Search the records for the word "ProviderError" and copy each line in which it appears.

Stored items
BEGIN
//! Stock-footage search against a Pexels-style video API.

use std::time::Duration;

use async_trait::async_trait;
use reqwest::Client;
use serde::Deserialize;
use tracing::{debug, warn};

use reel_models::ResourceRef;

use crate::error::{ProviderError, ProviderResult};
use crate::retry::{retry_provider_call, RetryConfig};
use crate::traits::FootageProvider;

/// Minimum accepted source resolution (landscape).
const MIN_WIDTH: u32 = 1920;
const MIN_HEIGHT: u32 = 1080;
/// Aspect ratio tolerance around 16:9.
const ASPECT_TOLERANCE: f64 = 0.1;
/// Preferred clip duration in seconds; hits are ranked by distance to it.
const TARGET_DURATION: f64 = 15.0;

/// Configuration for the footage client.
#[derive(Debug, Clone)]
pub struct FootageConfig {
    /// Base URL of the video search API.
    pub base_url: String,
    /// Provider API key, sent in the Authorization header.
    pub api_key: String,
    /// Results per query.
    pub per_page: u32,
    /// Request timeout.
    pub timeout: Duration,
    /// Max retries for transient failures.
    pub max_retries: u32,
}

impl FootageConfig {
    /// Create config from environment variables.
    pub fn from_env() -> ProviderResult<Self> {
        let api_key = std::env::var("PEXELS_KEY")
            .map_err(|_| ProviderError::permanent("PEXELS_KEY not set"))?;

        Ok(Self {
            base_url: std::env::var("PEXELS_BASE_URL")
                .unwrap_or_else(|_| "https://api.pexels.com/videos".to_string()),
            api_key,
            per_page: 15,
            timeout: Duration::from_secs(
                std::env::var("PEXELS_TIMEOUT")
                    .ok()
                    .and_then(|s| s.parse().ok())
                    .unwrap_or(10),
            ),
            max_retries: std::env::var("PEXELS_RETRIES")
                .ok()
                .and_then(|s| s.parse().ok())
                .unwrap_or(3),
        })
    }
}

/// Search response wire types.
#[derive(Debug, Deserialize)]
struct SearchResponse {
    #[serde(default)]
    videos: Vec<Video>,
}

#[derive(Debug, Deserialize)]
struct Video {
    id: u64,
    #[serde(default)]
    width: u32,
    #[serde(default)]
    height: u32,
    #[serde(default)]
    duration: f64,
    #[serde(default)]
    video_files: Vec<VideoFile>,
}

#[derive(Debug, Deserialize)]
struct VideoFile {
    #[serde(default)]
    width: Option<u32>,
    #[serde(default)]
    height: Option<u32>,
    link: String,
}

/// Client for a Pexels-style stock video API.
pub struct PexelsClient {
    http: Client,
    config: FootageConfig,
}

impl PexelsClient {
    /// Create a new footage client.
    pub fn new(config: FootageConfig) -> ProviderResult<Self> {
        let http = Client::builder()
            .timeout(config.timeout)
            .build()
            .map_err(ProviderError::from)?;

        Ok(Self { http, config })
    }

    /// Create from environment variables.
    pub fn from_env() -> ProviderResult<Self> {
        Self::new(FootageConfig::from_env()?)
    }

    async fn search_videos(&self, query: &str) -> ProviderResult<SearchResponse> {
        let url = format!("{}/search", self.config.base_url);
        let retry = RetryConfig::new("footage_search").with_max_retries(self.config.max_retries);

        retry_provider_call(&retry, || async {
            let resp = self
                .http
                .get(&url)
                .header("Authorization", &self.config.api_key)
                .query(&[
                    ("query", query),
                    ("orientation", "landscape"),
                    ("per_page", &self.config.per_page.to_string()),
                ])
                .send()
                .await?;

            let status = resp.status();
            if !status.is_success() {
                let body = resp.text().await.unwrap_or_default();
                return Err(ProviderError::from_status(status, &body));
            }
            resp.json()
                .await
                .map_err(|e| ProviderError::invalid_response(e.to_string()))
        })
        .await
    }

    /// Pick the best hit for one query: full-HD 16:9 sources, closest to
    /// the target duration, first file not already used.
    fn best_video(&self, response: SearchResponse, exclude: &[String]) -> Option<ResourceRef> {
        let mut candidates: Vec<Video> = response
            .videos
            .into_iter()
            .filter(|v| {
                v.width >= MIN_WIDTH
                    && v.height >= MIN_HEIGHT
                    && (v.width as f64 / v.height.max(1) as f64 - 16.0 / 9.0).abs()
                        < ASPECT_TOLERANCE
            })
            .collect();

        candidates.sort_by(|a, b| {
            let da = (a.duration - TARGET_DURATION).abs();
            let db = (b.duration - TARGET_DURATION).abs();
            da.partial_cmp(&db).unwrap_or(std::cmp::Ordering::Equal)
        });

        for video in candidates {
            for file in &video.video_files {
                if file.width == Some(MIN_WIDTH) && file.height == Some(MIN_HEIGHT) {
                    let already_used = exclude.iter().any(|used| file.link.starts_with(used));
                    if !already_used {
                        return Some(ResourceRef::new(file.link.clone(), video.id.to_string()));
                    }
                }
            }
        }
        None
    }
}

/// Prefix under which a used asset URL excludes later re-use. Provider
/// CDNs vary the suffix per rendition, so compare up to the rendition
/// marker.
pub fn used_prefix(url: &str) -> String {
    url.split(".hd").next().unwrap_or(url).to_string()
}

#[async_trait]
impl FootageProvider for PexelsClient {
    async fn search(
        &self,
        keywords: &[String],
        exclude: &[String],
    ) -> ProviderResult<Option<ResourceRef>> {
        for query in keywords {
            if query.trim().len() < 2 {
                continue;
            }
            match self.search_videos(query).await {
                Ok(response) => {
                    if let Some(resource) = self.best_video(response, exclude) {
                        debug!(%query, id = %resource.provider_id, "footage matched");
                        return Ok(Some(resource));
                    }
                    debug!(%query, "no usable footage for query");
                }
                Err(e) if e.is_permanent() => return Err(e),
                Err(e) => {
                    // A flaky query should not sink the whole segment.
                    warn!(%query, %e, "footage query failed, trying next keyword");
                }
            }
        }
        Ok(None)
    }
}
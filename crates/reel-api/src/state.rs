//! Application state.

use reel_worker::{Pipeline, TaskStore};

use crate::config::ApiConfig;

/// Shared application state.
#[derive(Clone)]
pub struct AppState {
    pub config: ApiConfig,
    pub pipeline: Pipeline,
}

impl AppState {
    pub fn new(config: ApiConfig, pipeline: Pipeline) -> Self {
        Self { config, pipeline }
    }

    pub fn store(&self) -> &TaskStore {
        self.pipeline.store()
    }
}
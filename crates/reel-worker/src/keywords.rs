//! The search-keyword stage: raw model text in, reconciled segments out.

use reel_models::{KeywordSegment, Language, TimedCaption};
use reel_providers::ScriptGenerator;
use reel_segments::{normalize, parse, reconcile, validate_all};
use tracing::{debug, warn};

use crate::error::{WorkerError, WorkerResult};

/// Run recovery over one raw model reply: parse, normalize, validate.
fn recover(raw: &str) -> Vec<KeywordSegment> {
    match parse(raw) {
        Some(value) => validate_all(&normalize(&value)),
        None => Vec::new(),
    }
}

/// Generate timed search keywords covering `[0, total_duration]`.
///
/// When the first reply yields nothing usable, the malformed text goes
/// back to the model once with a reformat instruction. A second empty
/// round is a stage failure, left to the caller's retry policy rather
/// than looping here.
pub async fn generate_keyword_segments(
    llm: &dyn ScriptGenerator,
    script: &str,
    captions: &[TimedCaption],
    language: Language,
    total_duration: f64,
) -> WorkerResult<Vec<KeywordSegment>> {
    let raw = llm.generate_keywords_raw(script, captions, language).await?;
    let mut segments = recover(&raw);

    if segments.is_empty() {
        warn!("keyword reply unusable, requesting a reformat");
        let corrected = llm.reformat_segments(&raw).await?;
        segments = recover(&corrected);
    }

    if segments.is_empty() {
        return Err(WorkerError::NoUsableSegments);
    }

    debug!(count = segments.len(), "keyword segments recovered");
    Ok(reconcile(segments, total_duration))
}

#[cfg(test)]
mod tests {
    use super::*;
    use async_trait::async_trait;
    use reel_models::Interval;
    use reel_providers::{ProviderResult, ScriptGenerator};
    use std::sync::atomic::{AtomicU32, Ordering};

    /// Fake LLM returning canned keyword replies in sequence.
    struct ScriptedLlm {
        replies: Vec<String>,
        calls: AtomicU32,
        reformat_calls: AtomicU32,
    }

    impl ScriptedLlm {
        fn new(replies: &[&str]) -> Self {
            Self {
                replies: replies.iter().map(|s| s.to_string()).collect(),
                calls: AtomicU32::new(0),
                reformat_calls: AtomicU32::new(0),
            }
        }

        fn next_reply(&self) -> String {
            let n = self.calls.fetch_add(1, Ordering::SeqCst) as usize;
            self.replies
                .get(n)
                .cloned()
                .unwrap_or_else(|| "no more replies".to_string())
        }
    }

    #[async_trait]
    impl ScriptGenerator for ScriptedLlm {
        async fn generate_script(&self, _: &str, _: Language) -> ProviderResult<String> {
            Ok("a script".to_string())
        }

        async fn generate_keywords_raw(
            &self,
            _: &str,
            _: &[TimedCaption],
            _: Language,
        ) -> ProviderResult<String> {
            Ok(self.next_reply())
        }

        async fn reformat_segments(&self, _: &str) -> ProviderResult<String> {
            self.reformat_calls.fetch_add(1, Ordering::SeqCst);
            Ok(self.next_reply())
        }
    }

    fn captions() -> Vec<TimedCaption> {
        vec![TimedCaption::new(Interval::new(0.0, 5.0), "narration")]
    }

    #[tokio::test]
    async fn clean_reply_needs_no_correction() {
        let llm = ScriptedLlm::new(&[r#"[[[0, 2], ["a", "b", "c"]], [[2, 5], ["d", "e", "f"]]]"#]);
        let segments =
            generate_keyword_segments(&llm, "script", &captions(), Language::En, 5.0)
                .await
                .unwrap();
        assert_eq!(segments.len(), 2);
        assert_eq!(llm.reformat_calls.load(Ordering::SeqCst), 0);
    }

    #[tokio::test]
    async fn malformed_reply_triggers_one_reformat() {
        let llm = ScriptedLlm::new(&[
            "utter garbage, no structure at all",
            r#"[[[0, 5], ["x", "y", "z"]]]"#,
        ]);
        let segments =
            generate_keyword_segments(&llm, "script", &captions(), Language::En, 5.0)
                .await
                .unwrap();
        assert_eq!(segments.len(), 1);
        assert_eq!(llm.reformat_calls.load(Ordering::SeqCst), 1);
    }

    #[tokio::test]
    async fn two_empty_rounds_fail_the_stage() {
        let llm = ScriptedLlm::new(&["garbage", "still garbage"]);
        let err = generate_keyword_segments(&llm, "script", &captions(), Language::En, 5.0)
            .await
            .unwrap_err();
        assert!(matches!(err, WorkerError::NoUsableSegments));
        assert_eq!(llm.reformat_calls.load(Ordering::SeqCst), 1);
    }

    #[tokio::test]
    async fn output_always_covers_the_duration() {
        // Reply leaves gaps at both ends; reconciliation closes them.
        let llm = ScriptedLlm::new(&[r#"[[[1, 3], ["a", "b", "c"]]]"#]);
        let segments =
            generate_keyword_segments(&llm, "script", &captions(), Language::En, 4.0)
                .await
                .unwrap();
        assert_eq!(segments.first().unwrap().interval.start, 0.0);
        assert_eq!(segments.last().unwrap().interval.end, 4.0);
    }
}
END
**Answer section:**
use crate::error::{ProviderError, ProviderResult};
            .map_err(|_| ProviderError::permanent("PEXELS_KEY not set"))?;
            .map_err(ProviderError::from)?;
                return Err(ProviderError::from_status(status, &body));
                .map_err(|e| ProviderError::invalid_response(e.to_string()))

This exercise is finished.